▶ Exercise objective:
Without changing anything, output the records below.

(Records drawn from a dataset)
▼

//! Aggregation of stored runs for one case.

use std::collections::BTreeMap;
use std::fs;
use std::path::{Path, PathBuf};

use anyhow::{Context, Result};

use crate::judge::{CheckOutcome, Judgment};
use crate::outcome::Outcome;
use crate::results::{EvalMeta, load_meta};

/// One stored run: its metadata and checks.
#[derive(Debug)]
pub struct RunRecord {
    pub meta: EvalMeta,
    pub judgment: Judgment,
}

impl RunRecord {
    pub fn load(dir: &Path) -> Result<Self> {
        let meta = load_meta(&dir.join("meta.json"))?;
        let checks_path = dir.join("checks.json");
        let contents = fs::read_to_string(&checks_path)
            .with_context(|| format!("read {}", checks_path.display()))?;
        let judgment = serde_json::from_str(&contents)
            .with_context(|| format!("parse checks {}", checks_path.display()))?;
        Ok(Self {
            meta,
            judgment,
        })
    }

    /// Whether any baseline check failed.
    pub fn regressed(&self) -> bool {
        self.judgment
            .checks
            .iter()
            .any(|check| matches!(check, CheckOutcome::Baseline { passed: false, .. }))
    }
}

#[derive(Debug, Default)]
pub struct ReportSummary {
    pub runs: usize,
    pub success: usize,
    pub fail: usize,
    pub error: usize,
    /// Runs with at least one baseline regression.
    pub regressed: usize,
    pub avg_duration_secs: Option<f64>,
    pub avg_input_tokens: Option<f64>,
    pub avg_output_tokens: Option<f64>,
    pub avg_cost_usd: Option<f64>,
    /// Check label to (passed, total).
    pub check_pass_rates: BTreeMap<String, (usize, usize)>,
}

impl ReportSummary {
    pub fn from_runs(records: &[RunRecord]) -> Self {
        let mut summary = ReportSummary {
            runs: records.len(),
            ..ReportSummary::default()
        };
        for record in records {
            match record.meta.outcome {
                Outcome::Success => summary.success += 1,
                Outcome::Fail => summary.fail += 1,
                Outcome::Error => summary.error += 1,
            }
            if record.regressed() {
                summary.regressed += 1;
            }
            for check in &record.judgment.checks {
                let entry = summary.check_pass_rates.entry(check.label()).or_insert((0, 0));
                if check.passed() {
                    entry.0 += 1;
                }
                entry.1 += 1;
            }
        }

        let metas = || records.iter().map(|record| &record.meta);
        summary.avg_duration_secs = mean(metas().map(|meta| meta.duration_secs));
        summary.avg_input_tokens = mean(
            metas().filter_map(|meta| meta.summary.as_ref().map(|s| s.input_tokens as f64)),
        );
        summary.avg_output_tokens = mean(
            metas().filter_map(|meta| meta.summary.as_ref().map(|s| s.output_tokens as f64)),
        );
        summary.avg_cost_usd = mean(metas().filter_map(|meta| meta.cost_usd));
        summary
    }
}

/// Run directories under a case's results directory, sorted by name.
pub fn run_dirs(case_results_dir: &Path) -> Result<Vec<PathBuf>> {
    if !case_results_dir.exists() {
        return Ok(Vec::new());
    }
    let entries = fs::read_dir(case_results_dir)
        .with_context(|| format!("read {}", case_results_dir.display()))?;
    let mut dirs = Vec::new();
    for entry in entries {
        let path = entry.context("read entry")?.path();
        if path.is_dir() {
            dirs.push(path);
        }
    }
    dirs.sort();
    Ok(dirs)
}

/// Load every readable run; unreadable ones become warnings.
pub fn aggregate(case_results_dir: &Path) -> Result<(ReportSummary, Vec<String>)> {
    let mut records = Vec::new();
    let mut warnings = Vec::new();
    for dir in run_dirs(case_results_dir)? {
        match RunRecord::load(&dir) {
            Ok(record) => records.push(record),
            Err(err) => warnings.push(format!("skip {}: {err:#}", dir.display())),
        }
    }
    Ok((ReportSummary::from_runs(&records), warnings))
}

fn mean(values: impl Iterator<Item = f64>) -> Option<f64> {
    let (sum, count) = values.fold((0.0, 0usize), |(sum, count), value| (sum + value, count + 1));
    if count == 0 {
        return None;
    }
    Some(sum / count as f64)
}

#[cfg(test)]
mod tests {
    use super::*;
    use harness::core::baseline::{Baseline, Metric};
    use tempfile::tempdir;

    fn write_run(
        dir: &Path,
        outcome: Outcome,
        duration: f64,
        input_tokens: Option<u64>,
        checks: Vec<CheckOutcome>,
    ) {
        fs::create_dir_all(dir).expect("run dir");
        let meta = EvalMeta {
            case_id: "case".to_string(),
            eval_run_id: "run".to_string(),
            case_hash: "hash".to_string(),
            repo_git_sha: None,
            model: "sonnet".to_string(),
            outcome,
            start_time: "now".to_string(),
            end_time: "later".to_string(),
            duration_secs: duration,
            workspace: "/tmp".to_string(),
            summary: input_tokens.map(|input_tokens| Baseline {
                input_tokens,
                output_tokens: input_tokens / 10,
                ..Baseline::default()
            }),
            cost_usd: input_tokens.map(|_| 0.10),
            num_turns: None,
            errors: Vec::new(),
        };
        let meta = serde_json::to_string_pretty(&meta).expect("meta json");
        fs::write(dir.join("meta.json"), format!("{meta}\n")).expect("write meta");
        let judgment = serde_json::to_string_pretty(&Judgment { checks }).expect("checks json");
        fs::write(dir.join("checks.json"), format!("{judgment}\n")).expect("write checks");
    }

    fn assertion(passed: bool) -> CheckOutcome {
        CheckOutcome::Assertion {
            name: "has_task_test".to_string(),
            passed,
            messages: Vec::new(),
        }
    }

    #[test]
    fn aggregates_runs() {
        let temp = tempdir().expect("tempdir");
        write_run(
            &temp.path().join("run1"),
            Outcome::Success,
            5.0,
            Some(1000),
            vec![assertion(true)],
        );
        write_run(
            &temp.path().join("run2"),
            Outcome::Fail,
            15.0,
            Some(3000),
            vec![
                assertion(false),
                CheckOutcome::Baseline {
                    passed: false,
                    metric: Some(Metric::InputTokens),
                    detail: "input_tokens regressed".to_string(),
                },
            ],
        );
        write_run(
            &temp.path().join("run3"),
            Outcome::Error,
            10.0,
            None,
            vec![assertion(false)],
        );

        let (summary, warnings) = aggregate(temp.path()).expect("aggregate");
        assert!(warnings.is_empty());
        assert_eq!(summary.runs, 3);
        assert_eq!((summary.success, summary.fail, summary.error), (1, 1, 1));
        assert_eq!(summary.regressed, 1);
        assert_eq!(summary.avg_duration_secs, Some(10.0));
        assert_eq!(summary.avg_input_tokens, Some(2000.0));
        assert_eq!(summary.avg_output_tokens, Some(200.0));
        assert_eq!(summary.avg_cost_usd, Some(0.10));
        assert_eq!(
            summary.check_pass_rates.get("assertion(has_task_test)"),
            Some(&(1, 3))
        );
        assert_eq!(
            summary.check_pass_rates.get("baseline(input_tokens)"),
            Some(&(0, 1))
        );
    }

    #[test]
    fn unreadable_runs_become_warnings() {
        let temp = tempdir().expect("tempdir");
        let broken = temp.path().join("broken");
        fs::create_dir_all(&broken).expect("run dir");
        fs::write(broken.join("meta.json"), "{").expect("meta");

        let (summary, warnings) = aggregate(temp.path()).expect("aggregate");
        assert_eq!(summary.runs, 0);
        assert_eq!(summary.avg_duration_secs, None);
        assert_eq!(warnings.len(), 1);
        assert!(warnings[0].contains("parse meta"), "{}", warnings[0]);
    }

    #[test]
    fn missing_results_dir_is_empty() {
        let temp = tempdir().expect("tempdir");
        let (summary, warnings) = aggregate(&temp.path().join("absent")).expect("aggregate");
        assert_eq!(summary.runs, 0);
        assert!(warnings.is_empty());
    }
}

▲

▶ Finished task:
//! Aggregation of stored runs for one case.

use std::collections::BTreeMap;
use std::fs;
use std::path::{Path, PathBuf};

use anyhow::{Context, Result};

use crate::judge::{CheckOutcome, Judgment};
use crate::outcome::Outcome;
use crate::results::{EvalMeta, load_meta};

/// One stored run: its metadata and checks.
#[derive(Debug)]
pub struct RunRecord {
    pub meta: EvalMeta,
    pub judgment: Judgment,
}

impl RunRecord {
    pub fn load(dir: &Path) -> Result<Self> {
        let meta = load_meta(&dir.join("meta.json"))?;
        let checks_path = dir.join("checks.json");
        let contents = fs::read_to_string(&checks_path)
            .with_context(|| format!("read {}", checks_path.display()))?;
        let judgment = serde_json::from_str(&contents)
            .with_context(|| format!("parse checks {}", checks_path.display()))?;
        Ok(Self {
            meta,
            judgment,
        })
    }

    /// Whether any baseline check failed.
    pub fn regressed(&self) -> bool {
        self.judgment
            .checks
            .iter()
            .any(|check| matches!(check, CheckOutcome::Baseline { passed: false, .. }))
    }
}

#[derive(Debug, Default)]
pub struct ReportSummary {
    pub runs: usize,
    pub success: usize,
    pub fail: usize,
    pub error: usize,
    /// Runs with at least one baseline regression.
    pub regressed: usize,
    pub avg_duration_secs: Option<f64>,
    pub avg_input_tokens: Option<f64>,
    pub avg_output_tokens: Option<f64>,
    pub avg_cost_usd: Option<f64>,
    /// Check label to (passed, total).
    pub check_pass_rates: BTreeMap<String, (usize, usize)>,
}

impl ReportSummary {
    pub fn from_runs(records: &[RunRecord]) -> Self {
        let mut summary = ReportSummary {
            runs: records.len(),
            ..ReportSummary::default()
        };
        for record in records {
            match record.meta.outcome {
                Outcome::Success => summary.success += 1,
                Outcome::Fail => summary.fail += 1,
                Outcome::Error => summary.error += 1,
            }
            if record.regressed() {
                summary.regressed += 1;
            }
            for check in &record.judgment.checks {
                let entry = summary.check_pass_rates.entry(check.label()).or_insert((0, 0));
                if check.passed() {
                    entry.0 += 1;
                }
                entry.1 += 1;
            }
        }

        let metas = || records.iter().map(|record| &record.meta);
        summary.avg_duration_secs = mean(metas().map(|meta| meta.duration_secs));
        summary.avg_input_tokens = mean(
            metas().filter_map(|meta| meta.summary.as_ref().map(|s| s.input_tokens as f64)),
        );
        summary.avg_output_tokens = mean(
            metas().filter_map(|meta| meta.summary.as_ref().map(|s| s.output_tokens as f64)),
        );
        summary.avg_cost_usd = mean(metas().filter_map(|meta| meta.cost_usd));
        summary
    }
}

/// Run directories under a case's results directory, sorted by name.
pub fn run_dirs(case_results_dir: &Path) -> Result<Vec<PathBuf>> {
    if !case_results_dir.exists() {
        return Ok(Vec::new());
    }
    let entries = fs::read_dir(case_results_dir)
        .with_context(|| format!("read {}", case_results_dir.display()))?;
    let mut dirs = Vec::new();
    for entry in entries {
        let path = entry.context("read entry")?.path();
        if path.is_dir() {
            dirs.push(path);
        }
    }
    dirs.sort();
    Ok(dirs)
}

/// Load every readable run; unreadable ones become warnings.
pub fn aggregate(case_results_dir: &Path) -> Result<(ReportSummary, Vec<String>)> {
    let mut records = Vec::new();
    let mut warnings = Vec::new();
    for dir in run_dirs(case_results_dir)? {
        match RunRecord::load(&dir) {
            Ok(record) => records.push(record),
            Err(err) => warnings.push(format!("skip {}: {err:#}", dir.display())),
        }
    }
    Ok((ReportSummary::from_runs(&records), warnings))
}

fn mean(values: impl Iterator<Item = f64>) -> Option<f64> {
    let (sum, count) = values.fold((0.0, 0usize), |(sum, count), value| (sum + value, count + 1));
    if count == 0 {
        return None;
    }
    Some(sum / count as f64)
}

#[cfg(test)]
mod tests {
    use super::*;
    use harness::core::baseline::{Baseline, Metric};
    use tempfile::tempdir;

    fn write_run(
        dir: &Path,
        outcome: Outcome,
        duration: f64,
        input_tokens: Option<u64>,
        checks: Vec<CheckOutcome>,
    ) {
        fs::create_dir_all(dir).expect("run dir");
        let meta = EvalMeta {
            case_id: "case".to_string(),
            eval_run_id: "run".to_string(),
            case_hash: "hash".to_string(),
            repo_git_sha: None,
            model: "sonnet".to_string(),
            outcome,
            start_time: "now".to_string(),
            end_time: "later".to_string(),
            duration_secs: duration,
            workspace: "/tmp".to_string(),
            summary: input_tokens.map(|input_tokens| Baseline {
                input_tokens,
                output_tokens: input_tokens / 10,
                ..Baseline::default()
            }),
            cost_usd: input_tokens.map(|_| 0.10),
            num_turns: None,
            errors: Vec::new(),
        };
        let meta = serde_json::to_string_pretty(&meta).expect("meta json");
        fs::write(dir.join("meta.json"), format!("{meta}\n")).expect("write meta");
        let judgment = serde_json::to_string_pretty(&Judgment { checks }).expect("checks json");
        fs::write(dir.join("checks.json"), format!("{judgment}\n")).expect("write checks");
    }

    fn assertion(passed: bool) -> CheckOutcome {
        CheckOutcome::Assertion {
            name: "has_task_test".to_string(),
            passed,
            messages: Vec::new(),
        }
    }

    #[test]
    fn aggregates_runs() {
        let temp = tempdir().expect("tempdir");
        write_run(
            &temp.path().join("run1"),
            Outcome::Success,
            5.0,
            Some(1000),
            vec![assertion(true)],
        );
        write_run(
            &temp.path().join("run2"),
            Outcome::Fail,
            15.0,
            Some(3000),
            vec![
                assertion(false),
                CheckOutcome::Baseline {
                    passed: false,
                    metric: Some(Metric::InputTokens),
                    detail: "input_tokens regressed".to_string(),
                },
            ],
        );
        write_run(
            &temp.path().join("run3"),
            Outcome::Error,
            10.0,
            None,
            vec![assertion(false)],
        );

        let (summary, warnings) = aggregate(temp.path()).expect("aggregate");
        assert!(warnings.is_empty());
        assert_eq!(summary.runs, 3);
        assert_eq!((summary.success, summary.fail, summary.error), (1, 1, 1));
        assert_eq!(summary.regressed, 1);
        assert_eq!(summary.avg_duration_secs, Some(10.0));
        assert_eq!(summary.avg_input_tokens, Some(2000.0));
        assert_eq!(summary.avg_output_tokens, Some(200.0));
        assert_eq!(summary.avg_cost_usd, Some(0.10));
        assert_eq!(
            summary.check_pass_rates.get("assertion(has_task_test)"),
            Some(&(1, 3))
        );
        assert_eq!(
            summary.check_pass_rates.get("baseline(input_tokens)"),
            Some(&(0, 1))
        );
    }

    #[test]
    fn unreadable_runs_become_warnings() {
        let temp = tempdir().expect("tempdir");
        let broken = temp.path().join("broken");
        fs::create_dir_all(&broken).expect("run dir");
        fs::write(broken.join("meta.json"), "{").expect("meta");

        let (summary, warnings) = aggregate(temp.path()).expect("aggregate");
        assert_eq!(summary.runs, 0);
        assert_eq!(summary.avg_duration_secs, None);
        assert_eq!(warnings.len(), 1);
        assert!(warnings[0].contains("parse meta"), "{}", warnings[0]);
    }

    #[test]
    fn missing_results_dir_is_empty() {
        let temp = tempdir().expect("tempdir");
        let (summary, warnings) = aggregate(&temp.path().join("absent")).expect("aggregate");
        assert_eq!(summary.runs, 0);
        assert!(warnings.is_empty());
    }
}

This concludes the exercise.